Data records

********************

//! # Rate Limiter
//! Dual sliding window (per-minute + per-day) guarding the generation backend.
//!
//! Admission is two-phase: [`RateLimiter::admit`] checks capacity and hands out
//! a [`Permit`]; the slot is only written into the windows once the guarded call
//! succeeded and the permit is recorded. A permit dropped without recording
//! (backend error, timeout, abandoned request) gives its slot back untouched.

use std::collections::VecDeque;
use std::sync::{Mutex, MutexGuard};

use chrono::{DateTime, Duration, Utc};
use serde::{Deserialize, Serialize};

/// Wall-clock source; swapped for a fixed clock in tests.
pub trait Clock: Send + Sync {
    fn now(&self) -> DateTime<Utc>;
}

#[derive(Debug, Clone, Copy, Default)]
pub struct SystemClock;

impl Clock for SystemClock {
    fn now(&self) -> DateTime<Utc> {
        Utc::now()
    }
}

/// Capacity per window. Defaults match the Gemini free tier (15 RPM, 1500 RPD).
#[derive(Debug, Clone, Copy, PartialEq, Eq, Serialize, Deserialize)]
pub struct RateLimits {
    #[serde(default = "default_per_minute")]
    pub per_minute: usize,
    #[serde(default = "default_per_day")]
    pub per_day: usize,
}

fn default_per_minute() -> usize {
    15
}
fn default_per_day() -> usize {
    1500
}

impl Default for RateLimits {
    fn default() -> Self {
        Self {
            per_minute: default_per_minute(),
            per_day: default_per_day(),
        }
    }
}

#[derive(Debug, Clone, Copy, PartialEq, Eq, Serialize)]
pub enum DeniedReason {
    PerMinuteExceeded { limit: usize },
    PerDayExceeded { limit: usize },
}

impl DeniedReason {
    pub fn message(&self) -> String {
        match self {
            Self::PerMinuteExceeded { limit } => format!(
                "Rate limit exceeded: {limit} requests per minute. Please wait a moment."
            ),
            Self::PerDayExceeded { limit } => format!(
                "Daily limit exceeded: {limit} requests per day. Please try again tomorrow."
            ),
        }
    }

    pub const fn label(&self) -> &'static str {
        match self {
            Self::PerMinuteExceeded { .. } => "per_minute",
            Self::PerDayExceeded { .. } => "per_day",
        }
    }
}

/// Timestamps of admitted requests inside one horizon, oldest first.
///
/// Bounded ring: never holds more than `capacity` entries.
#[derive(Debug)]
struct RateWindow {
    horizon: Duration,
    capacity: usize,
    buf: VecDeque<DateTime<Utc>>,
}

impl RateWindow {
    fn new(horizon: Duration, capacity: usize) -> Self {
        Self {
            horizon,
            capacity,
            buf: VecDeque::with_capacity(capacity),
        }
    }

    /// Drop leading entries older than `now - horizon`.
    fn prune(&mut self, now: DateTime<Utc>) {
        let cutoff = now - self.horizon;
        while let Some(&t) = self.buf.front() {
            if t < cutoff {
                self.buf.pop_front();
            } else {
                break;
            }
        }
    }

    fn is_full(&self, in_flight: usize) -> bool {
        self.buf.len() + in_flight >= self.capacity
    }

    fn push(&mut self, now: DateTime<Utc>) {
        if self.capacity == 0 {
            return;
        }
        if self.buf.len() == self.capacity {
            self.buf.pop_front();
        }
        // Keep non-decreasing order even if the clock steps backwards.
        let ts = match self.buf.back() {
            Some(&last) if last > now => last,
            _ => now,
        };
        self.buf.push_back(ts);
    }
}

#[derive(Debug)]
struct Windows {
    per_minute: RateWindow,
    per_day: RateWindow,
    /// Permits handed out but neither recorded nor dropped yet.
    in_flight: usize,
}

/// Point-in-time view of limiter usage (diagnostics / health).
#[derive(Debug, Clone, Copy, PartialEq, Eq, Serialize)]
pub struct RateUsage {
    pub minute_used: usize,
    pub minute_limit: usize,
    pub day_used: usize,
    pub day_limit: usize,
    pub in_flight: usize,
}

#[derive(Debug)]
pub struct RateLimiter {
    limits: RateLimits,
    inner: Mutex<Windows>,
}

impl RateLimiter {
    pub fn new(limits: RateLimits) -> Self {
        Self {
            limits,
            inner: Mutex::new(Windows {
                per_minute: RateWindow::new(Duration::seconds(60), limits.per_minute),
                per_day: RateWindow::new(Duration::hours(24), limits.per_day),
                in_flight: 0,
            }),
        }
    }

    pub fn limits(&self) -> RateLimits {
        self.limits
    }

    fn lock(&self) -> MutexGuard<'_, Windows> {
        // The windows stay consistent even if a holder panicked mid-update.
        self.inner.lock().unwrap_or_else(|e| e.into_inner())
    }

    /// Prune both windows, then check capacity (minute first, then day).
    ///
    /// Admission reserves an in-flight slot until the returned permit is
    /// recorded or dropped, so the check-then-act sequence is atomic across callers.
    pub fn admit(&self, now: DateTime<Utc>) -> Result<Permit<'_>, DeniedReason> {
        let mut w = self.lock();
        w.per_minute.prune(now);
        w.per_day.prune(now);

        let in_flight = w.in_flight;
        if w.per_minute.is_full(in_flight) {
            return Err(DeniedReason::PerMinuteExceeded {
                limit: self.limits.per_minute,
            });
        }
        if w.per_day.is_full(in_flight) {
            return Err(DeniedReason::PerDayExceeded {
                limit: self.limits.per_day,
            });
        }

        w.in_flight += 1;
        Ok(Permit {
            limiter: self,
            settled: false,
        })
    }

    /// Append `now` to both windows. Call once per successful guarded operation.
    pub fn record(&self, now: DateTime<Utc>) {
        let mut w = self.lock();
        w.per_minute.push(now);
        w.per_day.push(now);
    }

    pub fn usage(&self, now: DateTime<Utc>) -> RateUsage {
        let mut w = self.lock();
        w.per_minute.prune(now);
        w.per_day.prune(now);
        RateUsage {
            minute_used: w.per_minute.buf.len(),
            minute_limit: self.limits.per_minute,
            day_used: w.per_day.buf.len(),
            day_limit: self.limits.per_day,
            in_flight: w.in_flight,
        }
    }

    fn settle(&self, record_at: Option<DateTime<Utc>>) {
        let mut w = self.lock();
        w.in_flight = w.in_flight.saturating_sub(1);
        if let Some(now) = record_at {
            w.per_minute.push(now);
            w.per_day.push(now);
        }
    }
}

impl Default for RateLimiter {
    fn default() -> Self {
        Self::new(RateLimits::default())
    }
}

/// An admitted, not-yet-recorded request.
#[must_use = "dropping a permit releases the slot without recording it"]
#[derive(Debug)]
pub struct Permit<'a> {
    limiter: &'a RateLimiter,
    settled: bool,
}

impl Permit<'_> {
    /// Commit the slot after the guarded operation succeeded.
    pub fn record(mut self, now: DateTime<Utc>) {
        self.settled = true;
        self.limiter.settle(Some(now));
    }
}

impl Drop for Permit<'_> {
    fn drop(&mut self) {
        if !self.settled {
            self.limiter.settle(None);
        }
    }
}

********************

* _What to work on_:
Restate the records above word for word, omitting nothing.

* _Solution_:
//! # Rate Limiter
//! Dual sliding window (per-minute + per-day) guarding the generation backend.
//!
//! Admission is two-phase: [`RateLimiter::admit`] checks capacity and hands out
//! a [`Permit`]; the slot is only written into the windows once the guarded call
//! succeeded and the permit is recorded. A permit dropped without recording
//! (backend error, timeout, abandoned request) gives its slot back untouched.

use std::collections::VecDeque;
use std::sync::{Mutex, MutexGuard};

use chrono::{DateTime, Duration, Utc};
use serde::{Deserialize, Serialize};

/// Wall-clock source; swapped for a fixed clock in tests.
pub trait Clock: Send + Sync {
    fn now(&self) -> DateTime<Utc>;
}

#[derive(Debug, Clone, Copy, Default)]
pub struct SystemClock;

impl Clock for SystemClock {
    fn now(&self) -> DateTime<Utc> {
        Utc::now()
    }
}

/// Capacity per window. Defaults match the Gemini free tier (15 RPM, 1500 RPD).
#[derive(Debug, Clone, Copy, PartialEq, Eq, Serialize, Deserialize)]
pub struct RateLimits {
    #[serde(default = "default_per_minute")]
    pub per_minute: usize,
    #[serde(default = "default_per_day")]
    pub per_day: usize,
}

fn default_per_minute() -> usize {
    15
}
fn default_per_day() -> usize {
    1500
}

impl Default for RateLimits {
    fn default() -> Self {
        Self {
            per_minute: default_per_minute(),
            per_day: default_per_day(),
        }
    }
}

#[derive(Debug, Clone, Copy, PartialEq, Eq, Serialize)]
pub enum DeniedReason {
    PerMinuteExceeded { limit: usize },
    PerDayExceeded { limit: usize },
}

impl DeniedReason {
    pub fn message(&self) -> String {
        match self {
            Self::PerMinuteExceeded { limit } => format!(
                "Rate limit exceeded: {limit} requests per minute. Please wait a moment."
            ),
            Self::PerDayExceeded { limit } => format!(
                "Daily limit exceeded: {limit} requests per day. Please try again tomorrow."
            ),
        }
    }

    pub const fn label(&self) -> &'static str {
        match self {
            Self::PerMinuteExceeded { .. } => "per_minute",
            Self::PerDayExceeded { .. } => "per_day",
        }
    }
}

/// Timestamps of admitted requests inside one horizon, oldest first.
///
/// Bounded ring: never holds more than `capacity` entries.
#[derive(Debug)]
struct RateWindow {
    horizon: Duration,
    capacity: usize,
    buf: VecDeque<DateTime<Utc>>,
}

impl RateWindow {
    fn new(horizon: Duration, capacity: usize) -> Self {
        Self {
            horizon,
            capacity,
            buf: VecDeque::with_capacity(capacity),
        }
    }

    /// Drop leading entries older than `now - horizon`.
    fn prune(&mut self, now: DateTime<Utc>) {
        let cutoff = now - self.horizon;
        while let Some(&t) = self.buf.front() {
            if t < cutoff {
                self.buf.pop_front();
            } else {
                break;
            }
        }
    }

    fn is_full(&self, in_flight: usize) -> bool {
        self.buf.len() + in_flight >= self.capacity
    }

    fn push(&mut self, now: DateTime<Utc>) {
        if self.capacity == 0 {
            return;
        }
        if self.buf.len() == self.capacity {
            self.buf.pop_front();
        }
        // Keep non-decreasing order even if the clock steps backwards.
        let ts = match self.buf.back() {
            Some(&last) if last > now => last,
            _ => now,
        };
        self.buf.push_back(ts);
    }
}

#[derive(Debug)]
struct Windows {
    per_minute: RateWindow,
    per_day: RateWindow,
    /// Permits handed out but neither recorded nor dropped yet.
    in_flight: usize,
}

/// Point-in-time view of limiter usage (diagnostics / health).
#[derive(Debug, Clone, Copy, PartialEq, Eq, Serialize)]
pub struct RateUsage {
    pub minute_used: usize,
    pub minute_limit: usize,
    pub day_used: usize,
    pub day_limit: usize,
    pub in_flight: usize,
}

#[derive(Debug)]
pub struct RateLimiter {
    limits: RateLimits,
    inner: Mutex<Windows>,
}

impl RateLimiter {
    pub fn new(limits: RateLimits) -> Self {
        Self {
            limits,
            inner: Mutex::new(Windows {
                per_minute: RateWindow::new(Duration::seconds(60), limits.per_minute),
                per_day: RateWindow::new(Duration::hours(24), limits.per_day),
                in_flight: 0,
            }),
        }
    }

    pub fn limits(&self) -> RateLimits {
        self.limits
    }

    fn lock(&self) -> MutexGuard<'_, Windows> {
        // The windows stay consistent even if a holder panicked mid-update.
        self.inner.lock().unwrap_or_else(|e| e.into_inner())
    }

    /// Prune both windows, then check capacity (minute first, then day).
    ///
    /// Admission reserves an in-flight slot until the returned permit is
    /// recorded or dropped, so the check-then-act sequence is atomic across callers.
    pub fn admit(&self, now: DateTime<Utc>) -> Result<Permit<'_>, DeniedReason> {
        let mut w = self.lock();
        w.per_minute.prune(now);
        w.per_day.prune(now);

        let in_flight = w.in_flight;
        if w.per_minute.is_full(in_flight) {
            return Err(DeniedReason::PerMinuteExceeded {
                limit: self.limits.per_minute,
            });
        }
        if w.per_day.is_full(in_flight) {
            return Err(DeniedReason::PerDayExceeded {
                limit: self.limits.per_day,
            });
        }

        w.in_flight += 1;
        Ok(Permit {
            limiter: self,
            settled: false,
        })
    }

    /// Append `now` to both windows. Call once per successful guarded operation.
    pub fn record(&self, now: DateTime<Utc>) {
        let mut w = self.lock();
        w.per_minute.push(now);
        w.per_day.push(now);
    }

    pub fn usage(&self, now: DateTime<Utc>) -> RateUsage {
        let mut w = self.lock();
        w.per_minute.prune(now);
        w.per_day.prune(now);
        RateUsage {
            minute_used: w.per_minute.buf.len(),
            minute_limit: self.limits.per_minute,
            day_used: w.per_day.buf.len(),
            day_limit: self.limits.per_day,
            in_flight: w.in_flight,
        }
    }

    fn settle(&self, record_at: Option<DateTime<Utc>>) {
        let mut w = self.lock();
        w.in_flight = w.in_flight.saturating_sub(1);
        if let Some(now) = record_at {
            w.per_minute.push(now);
            w.per_day.push(now);
        }
    }
}

impl Default for RateLimiter {
    fn default() -> Self {
        Self::new(RateLimits::default())
    }
}

/// An admitted, not-yet-recorded request.
#[must_use = "dropping a permit releases the slot without recording it"]
#[derive(Debug)]
pub struct Permit<'a> {
    limiter: &'a RateLimiter,
    settled: bool,
}

impl Permit<'_> {
    /// Commit the slot after the guarded operation succeeded.
    pub fn record(mut self, now: DateTime<Utc>) {
        self.settled = true;
        self.limiter.settle(Some(now));
    }
}

impl Drop for Permit<'_> {
    fn drop(&mut self) {
        if !self.settled {
            self.limiter.settle(None);
        }
    }
}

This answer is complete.